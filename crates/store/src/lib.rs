//! Persistence layer for the e-learning API.
//!
//! Defines the repository traits the service layer consumes, together with
//! two implementations:
//! - [`PostgresStore`]: the production store backed by a `sqlx` connection
//!   pool, injected at construction time (no process-wide singleton).
//! - [`InMemoryStore`]: a lock-based store for tests with the same
//!   transactional semantics.
//!
//! Multi-entity writes (enroll, cancel) go through the [`EnrollmentTxn`]
//! unit of work: every read and write between `begin_enrollment` and
//! `commit` is atomic with respect to other units of work.

mod error;
mod memory;
mod postgres;
mod store;

pub use error::{Result, StoreError};
pub use memory::InMemoryStore;
pub use postgres::PostgresStore;
pub use store::{
    CourseFilter, CourseStore, EnrollmentStore, EnrollmentTxn, InstructorStore, Store,
    StudentStore,
};
#[async_trait]
impl CourseStore for InMemoryStore {
    async fn find_course(&self, id: CourseId) -> Result<Option<Course>> {
        Ok(self.state.read().await.courses.get(&id.as_i64()).cloned())
    }

    async fn find_course_by_code(&self, code: &str) -> Result<Option<Course>> {
        Ok(self
            .state
            .read()
            .await
            .courses
            .values()
            .find(|c| c.course_code == code)
            .cloned())
    }

    async fn list_courses(&self, filter: &CourseFilter) -> Result<Vec<Course>> {
        let state = self.state.read().await;
        let mut courses: Vec<Course> = state
            .courses
            .values()
            .filter(|c| filter.status.is_none_or(|status| c.status == status))
            .filter(|c| {
                filter
                    .category
                    .as_ref()
                    .is_none_or(|category| &c.category == category)
            })
            .cloned()
            .collect();
        courses.sort_by(|a, b| b.created_at.cmp(&a.created_at));
        Ok(courses)
    }

    async fn search_courses(&self, term: &str) -> Result<Vec<Course>> {
        let needle = term.to_lowercase();
        let state = self.state.read().await;
        let mut courses: Vec<Course> = state
            .courses
            .values()
            .filter(|c| {
                c.title.to_lowercase().contains(&needle)
                    || c.description.to_lowercase().contains(&needle)
                    || c.category.to_lowercase().contains(&needle)
            })
            .cloned()
            .collect();
        courses.sort_by(|a, b| a.title.cmp(&b.title));
        Ok(courses)
    }

    async fn insert_course(&self, course: &Course) -> Result<Course> {
        let mut state = self.state.write().await;
        state.next_course_id += 1;
        let id = state.next_course_id;
        let inserted = Course {
            id: Some(CourseId::new(id)),
            ..course.clone()
        };
        state.courses.insert(id, inserted.clone());
        Ok(inserted)
    }

    async fn update_course(&self, course: &Course) -> Result<()> {
        let id = course.id.ok_or(StoreError::MissingId("course"))?;
        let mut state = self.state.write().await;
        state.courses.insert(id.as_i64(), course.clone());
        Ok(())
    }

    async fn delete_course(&self, id: CourseId) -> Result<bool> {
        Ok(self
            .state
            .write()
            .await
            .courses
            .remove(&id.as_i64())
            .is_some())
    }
}
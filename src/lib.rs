//! Generalized state-space search.
//!
//! Two families share one identity model ([Key]/[KeyMode]) and one state
//! capability floor ([State]):
//!
//! - **Graph searches** ([graph]): Best-First, Dijkstra, A* and IDA* over
//!   states implementing [GraphState], driven by an open/closed-set loop.
//! - **Game-tree searches** ([game]): MinMax, Alpha-Beta and Scout over
//!   states implementing [GameState], with transposition and refutation
//!   caches, quiescence, and cooperative cancellation.
//!
//! A search engine is configured once, then run against a root state; each
//! run rebuilds its containers, so engines are freely reusable. Runs return
//! report objects carrying the results and diagnostic counters.

mod arena;
mod errors;
pub mod game;
pub mod graph;
mod key;
mod state;

pub use arena::NodeId;
pub use errors::Result as SearchResult;
pub use errors::SearchError;
pub use key::{Key, KeyMode};
pub use state::{State, Successor};

pub use game::{GameAlgorithm, GameConfig, GameReport, GameSearch, GameState, TableKind, WIN_LEVEL};
pub use graph::{
    ClosedKind, GraphConfig, GraphReport, GraphSearch, GraphState, GraphStrategy, OpenKind,
    Termination,
};
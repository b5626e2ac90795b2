use std::fmt::Display;
use std::hash::Hash;

/// Capability floor for every searchable state.
///
/// `Hash` supplies the numeric identity and `Display` the canonical text
/// identity; which one keys a given run is decided by the configured
/// [KeyMode](crate::KeyMode). Implemented automatically for any type with
/// both.
pub trait State: Hash + Display + Sized {}

impl<T: Hash + Display + Sized> State for T {}

/// A child state produced during expansion, together with the name of the
/// move that produced it.
///
/// The label is optional; an unlabeled successor reports its key text as the
/// move name.
#[derive(Debug, Clone)]
pub struct Successor<S> {
    pub state: S,
    pub label: Option<String>,
}

impl<S> Successor<S> {
    pub fn new(state: S) -> Self {
        Successor { state, label: None }
    }

    pub fn labeled(state: S, label: impl Into<String>) -> Self {
        Successor {
            state,
            label: Some(label.into()),
        }
    }
}

impl<S> From<S> for Successor<S> {
    fn from(state: S) -> Self {
        Successor::new(state)
    }
}
/// A configured game search engine.
///
/// The engine owns the refutation table, which is the only state carried
/// from one run to the next; everything else is rebuilt per run. A single
/// engine must not be driven from more than one thread; the stop handle is
/// the only cross-thread touchpoint.
pub struct GameSearch<S: GameState> {
    algorithm: GameAlgorithm,
    config: GameConfig,
    evaluator: Option<Box<dyn Fn(&S) -> f64>>,
    refutation: RefutationTable,
    stop: Arc<AtomicBool>,
}

impl<S: GameState> GameSearch<S> {
    pub fn new(algorithm: GameAlgorithm) -> Self {
        Self::with_config(algorithm, GameConfig::default())
    }

    pub fn with_config(algorithm: GameAlgorithm, config: GameConfig) -> Self {
        let refutation =
            RefutationTable::new(config.refutation_kind, config.refutation_depth_limit);
        GameSearch {
            algorithm,
            config,
            evaluator: None,
            refutation,
            stop: Arc::new(AtomicBool::new(false)),
        }
    }

    /// Overrides the evaluation function of the state type for this engine.
    pub fn with_evaluator(mut self, evaluator: impl Fn(&S) -> f64 + 'static) -> Self {
        self.evaluator = Some(Box::new(evaluator));
        self
    }

    pub fn config(&self) -> &GameConfig {
        &self.config
    }

    pub fn algorithm(&self) -> GameAlgorithm {
        self.algorithm
    }

    /// The engine's refutation table (survives across runs).
    pub fn refutation(&self) -> &RefutationTable {
        &self.refutation
    }

    /// Clonable flag that cancels the current run when set. The recursion
    /// polls it at every node entry and unwinds, leaving whatever move
    /// scores exist as the answer.
    pub fn stop_handle(&self) -> Arc<AtomicBool> {
        Arc::clone(&self.stop)
    }

    /// Searches from `root` and scores its moves.
    pub fn run(&mut self, root: S) -> GameReport<S> {
        self.stop.store(false, Ordering::Relaxed);
        // Last run's refuting moves become this run's ordering hints.
        self.refutation.roll();

        let started = Instant::now();
        let depth_limit = self.config.depth_limit;
        let mut run = GameRun {
            algorithm: self.algorithm,
            config: &self.config,
            evaluator: self.evaluator.as_deref(),
            refutation: &mut self.refutation,
            stop: Arc::clone(&self.stop),
            table: if self.config.transposition {
                Some(TranspositionTable::new(self.config.transposition_kind))
            } else {
                None
            },
            nodes: GameNodes::new(),
            scores: BTreeMap::new(),
            closed: 0,
            depth_reached: 0.0,
            started,
        };

        let root_id = run.admit_root(root);
        let maximizing = run.nodes.get(root_id).state.maximizing_turn();
        let value = run
            .evaluate(root_id, f64::NEG_INFINITY, f64::INFINITY, 0.0, depth_limit)
            .ok();
        if let Some(value) = value {
            run.tt_record(root_id, value, f64::NEG_INFINITY, f64::INFINITY);
        }

        let elapsed = started.elapsed();
        let pv = run.nodes.get(root_id).pv.clone();
        let GameRun {
            table,
            nodes,
            scores,
            closed,
            depth_reached,
            ..
        } = run;
        let (transposition_len, transposition_uses) = match &table {
            Some(table) => (table.len(), table.uses()),
            None => (0, 0),
        };
        debug!(
            "{:?} run: value {:?}, {} closed, depth {} reached, {} nodes, tt {}/{} uses, {:?}",
            self.algorithm,
            value,
            closed,
            depth_reached,
            nodes.len(),
            transposition_len,
            transposition_uses,
            elapsed
        );
        GameReport {
            nodes,
            root: root_id,
            maximizing,
            value,
            scores,
            pv,
            closed,
            depth_reached,
            transposition: table,
            refutation_len: self.refutation.len(),
            refutation_uses: self.refutation.uses(),
            elapsed,
            cancelled: value.is_none(),
        }
    }

    /// Searches from `root` and returns the best move name, failing when
    /// the run scored nothing (for instance a forced stop before any child
    /// finished).
    pub fn choose(&mut self, root: S) -> Result<String> {
        let report = self.run(root);
        report
            .best_move()
            .map(str::to_string)
            .ok_or(SearchError::NoMoveFound)
    }
}

struct GameRun<'a, S: GameState> {
    algorithm: GameAlgorithm,
    config: &'a GameConfig,
    evaluator: Option<&'a (dyn Fn(&S) -> f64)>,
    refutation: &'a mut RefutationTable,
    stop: Arc<AtomicBool>,
    table: Option<TranspositionTable>,
    nodes: GameNodes<S>,
    scores: BTreeMap<String, f64>,
    closed: u64,
    depth_reached: f64,
    started: Instant,
}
------------------------------
If a line in the records includes "EnrollmentTxn", it counts toward the total; report that total by itself.

2